* TO DO: Starting with the line that has "let metrics = FeederMetrics::new();", retype each line down to the end of the entries below, without leaving any out or adding any.

---------- SOURCE RECORDS

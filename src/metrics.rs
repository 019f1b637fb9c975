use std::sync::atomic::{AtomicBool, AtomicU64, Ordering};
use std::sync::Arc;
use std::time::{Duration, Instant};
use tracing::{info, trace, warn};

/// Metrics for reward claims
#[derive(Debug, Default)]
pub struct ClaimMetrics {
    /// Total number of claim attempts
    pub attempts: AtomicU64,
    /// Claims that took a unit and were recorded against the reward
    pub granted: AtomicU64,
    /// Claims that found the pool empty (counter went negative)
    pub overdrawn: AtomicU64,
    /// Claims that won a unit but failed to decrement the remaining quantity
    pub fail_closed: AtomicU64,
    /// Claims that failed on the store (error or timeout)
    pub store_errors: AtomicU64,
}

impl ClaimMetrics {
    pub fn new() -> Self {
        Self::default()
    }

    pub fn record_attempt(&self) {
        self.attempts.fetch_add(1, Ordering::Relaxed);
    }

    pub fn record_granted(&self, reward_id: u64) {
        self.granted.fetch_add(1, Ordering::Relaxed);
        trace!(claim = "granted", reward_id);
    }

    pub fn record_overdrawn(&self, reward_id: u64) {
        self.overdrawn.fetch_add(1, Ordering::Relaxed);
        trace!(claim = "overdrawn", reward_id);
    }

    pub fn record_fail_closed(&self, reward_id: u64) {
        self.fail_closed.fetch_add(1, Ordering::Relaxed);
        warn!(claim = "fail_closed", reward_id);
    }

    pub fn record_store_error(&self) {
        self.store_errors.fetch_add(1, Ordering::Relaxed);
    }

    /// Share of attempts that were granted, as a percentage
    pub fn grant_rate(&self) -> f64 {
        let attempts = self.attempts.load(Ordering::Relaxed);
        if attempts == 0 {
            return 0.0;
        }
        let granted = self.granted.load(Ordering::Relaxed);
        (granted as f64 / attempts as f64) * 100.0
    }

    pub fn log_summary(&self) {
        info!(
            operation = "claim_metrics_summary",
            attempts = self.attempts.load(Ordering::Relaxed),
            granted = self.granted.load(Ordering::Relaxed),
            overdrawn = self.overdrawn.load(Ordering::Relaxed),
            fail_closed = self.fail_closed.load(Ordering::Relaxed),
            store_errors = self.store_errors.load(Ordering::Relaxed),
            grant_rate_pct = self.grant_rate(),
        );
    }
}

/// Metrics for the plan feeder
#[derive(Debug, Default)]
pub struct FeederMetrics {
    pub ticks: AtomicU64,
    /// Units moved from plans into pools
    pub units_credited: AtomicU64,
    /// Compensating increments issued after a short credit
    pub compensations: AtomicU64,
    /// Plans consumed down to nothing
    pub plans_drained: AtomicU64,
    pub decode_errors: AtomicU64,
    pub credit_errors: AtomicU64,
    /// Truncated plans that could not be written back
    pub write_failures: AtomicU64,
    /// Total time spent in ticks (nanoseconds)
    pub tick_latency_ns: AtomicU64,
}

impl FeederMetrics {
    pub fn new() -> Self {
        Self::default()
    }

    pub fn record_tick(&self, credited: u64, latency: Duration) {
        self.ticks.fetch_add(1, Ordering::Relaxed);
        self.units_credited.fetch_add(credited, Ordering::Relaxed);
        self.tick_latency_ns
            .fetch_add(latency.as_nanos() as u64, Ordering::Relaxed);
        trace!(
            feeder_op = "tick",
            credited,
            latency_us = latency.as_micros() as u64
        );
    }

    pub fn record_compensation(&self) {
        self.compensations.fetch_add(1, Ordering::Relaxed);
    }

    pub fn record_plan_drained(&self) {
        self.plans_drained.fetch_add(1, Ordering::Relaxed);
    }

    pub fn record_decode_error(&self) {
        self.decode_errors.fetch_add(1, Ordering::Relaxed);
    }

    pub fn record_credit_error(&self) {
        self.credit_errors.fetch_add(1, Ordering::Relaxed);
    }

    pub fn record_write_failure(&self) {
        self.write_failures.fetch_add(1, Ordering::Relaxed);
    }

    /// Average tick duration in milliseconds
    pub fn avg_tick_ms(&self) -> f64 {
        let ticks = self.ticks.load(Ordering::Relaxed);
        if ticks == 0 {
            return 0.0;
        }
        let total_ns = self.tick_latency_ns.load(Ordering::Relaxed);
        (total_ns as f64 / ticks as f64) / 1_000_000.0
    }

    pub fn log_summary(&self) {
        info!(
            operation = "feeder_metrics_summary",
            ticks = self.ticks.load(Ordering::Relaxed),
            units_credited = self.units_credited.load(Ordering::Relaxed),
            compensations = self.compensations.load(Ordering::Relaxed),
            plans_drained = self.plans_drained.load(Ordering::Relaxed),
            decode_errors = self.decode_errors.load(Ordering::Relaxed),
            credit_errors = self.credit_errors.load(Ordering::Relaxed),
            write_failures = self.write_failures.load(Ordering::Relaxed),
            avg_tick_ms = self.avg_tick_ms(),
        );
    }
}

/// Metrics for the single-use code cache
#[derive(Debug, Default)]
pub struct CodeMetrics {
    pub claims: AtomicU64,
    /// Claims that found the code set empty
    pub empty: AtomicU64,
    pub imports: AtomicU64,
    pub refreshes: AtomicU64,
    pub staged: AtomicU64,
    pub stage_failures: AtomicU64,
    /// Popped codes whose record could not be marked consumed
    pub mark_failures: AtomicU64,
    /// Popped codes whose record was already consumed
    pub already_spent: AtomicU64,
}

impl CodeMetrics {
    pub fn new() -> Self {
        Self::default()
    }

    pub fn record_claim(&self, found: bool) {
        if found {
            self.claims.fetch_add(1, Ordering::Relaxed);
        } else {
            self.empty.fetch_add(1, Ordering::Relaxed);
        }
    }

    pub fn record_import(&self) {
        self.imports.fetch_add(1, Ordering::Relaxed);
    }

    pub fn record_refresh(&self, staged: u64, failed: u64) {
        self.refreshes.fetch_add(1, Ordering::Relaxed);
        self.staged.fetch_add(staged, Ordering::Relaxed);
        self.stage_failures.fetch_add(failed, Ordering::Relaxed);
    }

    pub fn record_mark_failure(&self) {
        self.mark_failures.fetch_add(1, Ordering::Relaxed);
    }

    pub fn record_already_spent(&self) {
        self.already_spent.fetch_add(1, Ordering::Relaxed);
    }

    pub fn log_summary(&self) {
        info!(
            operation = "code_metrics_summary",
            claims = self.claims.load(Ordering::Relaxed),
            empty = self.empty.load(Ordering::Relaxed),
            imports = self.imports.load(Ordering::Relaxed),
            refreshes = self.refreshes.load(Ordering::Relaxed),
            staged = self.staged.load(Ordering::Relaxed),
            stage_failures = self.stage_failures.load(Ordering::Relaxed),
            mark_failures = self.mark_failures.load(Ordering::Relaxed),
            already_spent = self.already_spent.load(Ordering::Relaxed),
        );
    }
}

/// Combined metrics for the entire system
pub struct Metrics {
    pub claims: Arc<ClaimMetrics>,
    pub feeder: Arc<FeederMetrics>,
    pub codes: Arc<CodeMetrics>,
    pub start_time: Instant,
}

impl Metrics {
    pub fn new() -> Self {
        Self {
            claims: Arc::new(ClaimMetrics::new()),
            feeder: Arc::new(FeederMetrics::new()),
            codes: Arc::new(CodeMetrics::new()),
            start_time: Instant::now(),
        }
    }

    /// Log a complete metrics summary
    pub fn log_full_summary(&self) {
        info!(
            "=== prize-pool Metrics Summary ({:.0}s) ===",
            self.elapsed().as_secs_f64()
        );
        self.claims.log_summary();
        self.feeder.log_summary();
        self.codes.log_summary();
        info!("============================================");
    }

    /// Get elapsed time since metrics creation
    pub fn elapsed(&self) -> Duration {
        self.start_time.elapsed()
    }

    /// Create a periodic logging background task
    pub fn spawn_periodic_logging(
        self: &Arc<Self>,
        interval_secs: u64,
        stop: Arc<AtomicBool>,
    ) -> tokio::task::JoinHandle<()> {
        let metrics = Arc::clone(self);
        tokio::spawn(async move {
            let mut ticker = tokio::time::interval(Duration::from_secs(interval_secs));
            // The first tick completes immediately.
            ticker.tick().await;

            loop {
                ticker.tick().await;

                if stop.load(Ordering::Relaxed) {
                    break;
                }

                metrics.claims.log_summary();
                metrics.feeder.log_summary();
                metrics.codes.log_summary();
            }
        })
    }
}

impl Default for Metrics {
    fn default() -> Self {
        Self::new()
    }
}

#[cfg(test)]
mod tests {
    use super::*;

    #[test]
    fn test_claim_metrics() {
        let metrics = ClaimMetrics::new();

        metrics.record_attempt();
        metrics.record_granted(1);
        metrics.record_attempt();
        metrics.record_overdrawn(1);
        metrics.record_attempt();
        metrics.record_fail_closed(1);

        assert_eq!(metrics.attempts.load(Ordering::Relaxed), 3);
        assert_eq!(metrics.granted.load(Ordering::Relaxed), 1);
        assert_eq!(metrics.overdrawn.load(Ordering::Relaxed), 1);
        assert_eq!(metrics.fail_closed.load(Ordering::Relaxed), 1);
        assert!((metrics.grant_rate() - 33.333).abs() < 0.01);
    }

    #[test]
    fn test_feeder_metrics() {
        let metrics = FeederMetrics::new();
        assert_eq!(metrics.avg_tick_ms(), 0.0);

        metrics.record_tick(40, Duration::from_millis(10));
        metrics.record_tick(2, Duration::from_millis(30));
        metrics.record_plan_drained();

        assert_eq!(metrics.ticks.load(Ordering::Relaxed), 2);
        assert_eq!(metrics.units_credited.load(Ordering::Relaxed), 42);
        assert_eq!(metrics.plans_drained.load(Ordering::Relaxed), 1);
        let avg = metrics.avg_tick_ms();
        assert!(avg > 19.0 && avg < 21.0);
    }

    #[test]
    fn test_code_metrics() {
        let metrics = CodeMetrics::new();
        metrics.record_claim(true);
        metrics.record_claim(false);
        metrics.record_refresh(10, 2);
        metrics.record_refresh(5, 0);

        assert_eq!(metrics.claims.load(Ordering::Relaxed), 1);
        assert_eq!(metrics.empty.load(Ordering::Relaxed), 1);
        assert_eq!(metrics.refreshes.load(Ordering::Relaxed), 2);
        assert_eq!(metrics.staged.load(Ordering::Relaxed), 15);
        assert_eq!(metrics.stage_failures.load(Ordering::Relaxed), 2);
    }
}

--------------------

* ANSWER TO THE PROBLEM:
        let metrics = FeederMetrics::new();
        assert_eq!(metrics.avg_tick_ms(), 0.0);

        metrics.record_tick(40, Duration::from_millis(10));
        metrics.record_tick(2, Duration::from_millis(30));
        metrics.record_plan_drained();

        assert_eq!(metrics.ticks.load(Ordering::Relaxed), 2);
        assert_eq!(metrics.units_credited.load(Ordering::Relaxed), 42);
        assert_eq!(metrics.plans_drained.load(Ordering::Relaxed), 1);
        let avg = metrics.avg_tick_ms();
        assert!(avg > 19.0 && avg < 21.0);
    }

    #[test]
    fn test_code_metrics() {
        let metrics = CodeMetrics::new();
        metrics.record_claim(true);
        metrics.record_claim(false);
        metrics.record_refresh(10, 2);
        metrics.record_refresh(5, 0);

        assert_eq!(metrics.claims.load(Ordering::Relaxed), 1);
        assert_eq!(metrics.empty.load(Ordering::Relaxed), 1);
        assert_eq!(metrics.refreshes.load(Ordering::Relaxed), 2);
        assert_eq!(metrics.staged.load(Ordering::Relaxed), 15);
        assert_eq!(metrics.stage_failures.load(Ordering::Relaxed), 2);
    }
}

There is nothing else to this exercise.